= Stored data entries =
□ □ □ □ □

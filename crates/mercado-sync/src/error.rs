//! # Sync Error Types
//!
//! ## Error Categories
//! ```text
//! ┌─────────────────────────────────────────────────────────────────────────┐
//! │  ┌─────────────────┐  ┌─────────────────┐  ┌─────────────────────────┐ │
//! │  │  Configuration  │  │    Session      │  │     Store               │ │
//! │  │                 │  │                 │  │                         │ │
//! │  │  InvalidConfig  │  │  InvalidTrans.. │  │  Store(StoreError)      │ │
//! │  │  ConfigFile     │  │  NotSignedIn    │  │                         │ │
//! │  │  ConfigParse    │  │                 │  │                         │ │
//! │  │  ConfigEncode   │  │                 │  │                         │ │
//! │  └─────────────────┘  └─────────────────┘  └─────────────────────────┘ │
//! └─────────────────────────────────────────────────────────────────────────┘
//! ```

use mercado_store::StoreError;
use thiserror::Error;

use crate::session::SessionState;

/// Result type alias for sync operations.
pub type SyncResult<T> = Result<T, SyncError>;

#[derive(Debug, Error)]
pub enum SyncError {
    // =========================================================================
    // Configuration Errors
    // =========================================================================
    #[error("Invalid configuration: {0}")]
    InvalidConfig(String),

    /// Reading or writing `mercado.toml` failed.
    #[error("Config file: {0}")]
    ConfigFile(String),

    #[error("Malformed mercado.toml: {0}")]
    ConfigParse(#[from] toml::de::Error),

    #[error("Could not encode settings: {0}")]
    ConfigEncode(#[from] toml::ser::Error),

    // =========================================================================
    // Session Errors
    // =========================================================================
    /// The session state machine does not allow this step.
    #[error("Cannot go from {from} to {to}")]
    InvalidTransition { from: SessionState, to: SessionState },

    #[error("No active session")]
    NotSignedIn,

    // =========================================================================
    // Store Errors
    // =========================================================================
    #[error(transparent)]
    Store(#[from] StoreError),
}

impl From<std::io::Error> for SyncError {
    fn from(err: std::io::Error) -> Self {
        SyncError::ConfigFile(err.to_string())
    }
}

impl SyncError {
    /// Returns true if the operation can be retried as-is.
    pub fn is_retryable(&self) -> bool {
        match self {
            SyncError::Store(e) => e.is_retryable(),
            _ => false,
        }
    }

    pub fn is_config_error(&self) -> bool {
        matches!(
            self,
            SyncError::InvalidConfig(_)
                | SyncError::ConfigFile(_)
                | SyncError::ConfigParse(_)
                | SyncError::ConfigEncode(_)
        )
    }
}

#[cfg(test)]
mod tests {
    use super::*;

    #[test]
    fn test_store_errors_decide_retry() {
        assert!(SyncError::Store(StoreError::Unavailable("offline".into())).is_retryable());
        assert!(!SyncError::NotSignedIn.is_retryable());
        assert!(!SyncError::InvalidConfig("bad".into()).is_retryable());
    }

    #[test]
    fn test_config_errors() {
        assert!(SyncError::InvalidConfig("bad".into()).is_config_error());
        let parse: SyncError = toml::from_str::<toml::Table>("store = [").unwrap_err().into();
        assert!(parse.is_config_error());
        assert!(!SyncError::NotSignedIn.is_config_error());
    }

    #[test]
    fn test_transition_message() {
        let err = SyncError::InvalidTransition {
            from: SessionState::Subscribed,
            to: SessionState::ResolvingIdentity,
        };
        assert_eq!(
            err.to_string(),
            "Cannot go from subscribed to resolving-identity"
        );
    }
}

□ □ □ □ □

Reproduce the entries above exactly.

= Response below =
filename crates/mercado-sync/src/error.rs
//! # Sync Error Types
//!
//! ## Error Categories
//! ```text
//! ┌─────────────────────────────────────────────────────────────────────────┐
//! │  ┌─────────────────┐  ┌─────────────────┐  ┌─────────────────────────┐ │
//! │  │  Configuration  │  │    Session      │  │     Store               │ │
//! │  │                 │  │                 │  │                         │ │
//! │  │  InvalidConfig  │  │  InvalidTrans.. │  │  Store(StoreError)      │ │
//! │  │  ConfigFile     │  │  NotSignedIn    │  │                         │ │
//! │  │  ConfigParse    │  │                 │  │                         │ │
//! │  │  ConfigEncode   │  │                 │  │                         │ │
//! │  └─────────────────┘  └─────────────────┘  └─────────────────────────┘ │
//! └─────────────────────────────────────────────────────────────────────────┘
//! ```

use mercado_store::StoreError;
use thiserror::Error;

use crate::session::SessionState;

/// Result type alias for sync operations.
pub type SyncResult<T> = Result<T, SyncError>;

#[derive(Debug, Error)]
pub enum SyncError {
    // =========================================================================
    // Configuration Errors
    // =========================================================================
    #[error("Invalid configuration: {0}")]
    InvalidConfig(String),

    /// Reading or writing `mercado.toml` failed.
    #[error("Config file: {0}")]
    ConfigFile(String),

    #[error("Malformed mercado.toml: {0}")]
    ConfigParse(#[from] toml::de::Error),

    #[error("Could not encode settings: {0}")]
    ConfigEncode(#[from] toml::ser::Error),

    // =========================================================================
    // Session Errors
    // =========================================================================
    /// The session state machine does not allow this step.
    #[error("Cannot go from {from} to {to}")]
    InvalidTransition { from: SessionState, to: SessionState },

    #[error("No active session")]
    NotSignedIn,

    // =========================================================================
    // Store Errors
    // =========================================================================
    #[error(transparent)]
    Store(#[from] StoreError),
}

impl From<std::io::Error> for SyncError {
    fn from(err: std::io::Error) -> Self {
        SyncError::ConfigFile(err.to_string())
    }
}

impl SyncError {
    /// Returns true if the operation can be retried as-is.
    pub fn is_retryable(&self) -> bool {
        match self {
            SyncError::Store(e) => e.is_retryable(),
            _ => false,
        }
    }

    pub fn is_config_error(&self) -> bool {
        matches!(
            self,
            SyncError::InvalidConfig(_)
                | SyncError::ConfigFile(_)
                | SyncError::ConfigParse(_)
                | SyncError::ConfigEncode(_)
        )
    }
}

#[cfg(test)]
mod tests {
    use super::*;

    #[test]
    fn test_store_errors_decide_retry() {
        assert!(SyncError::Store(StoreError::Unavailable("offline".into())).is_retryable());
        assert!(!SyncError::NotSignedIn.is_retryable());
        assert!(!SyncError::InvalidConfig("bad".into()).is_retryable());
    }

    #[test]
    fn test_config_errors() {
        assert!(SyncError::InvalidConfig("bad".into()).is_config_error());
        let parse: SyncError = toml::from_str::<toml::Table>("store = [").unwrap_err().into();
        assert!(parse.is_config_error());
        assert!(!SyncError::NotSignedIn.is_config_error());
    }

    #[test]
    fn test_transition_message() {
        let err = SyncError::InvalidTransition {
            from: SessionState::Subscribed,
            to: SessionState::ResolvingIdentity,
        };
        assert_eq!(
            err.to_string(),
            "Cannot go from subscribed to resolving-identity"
        );
    }
}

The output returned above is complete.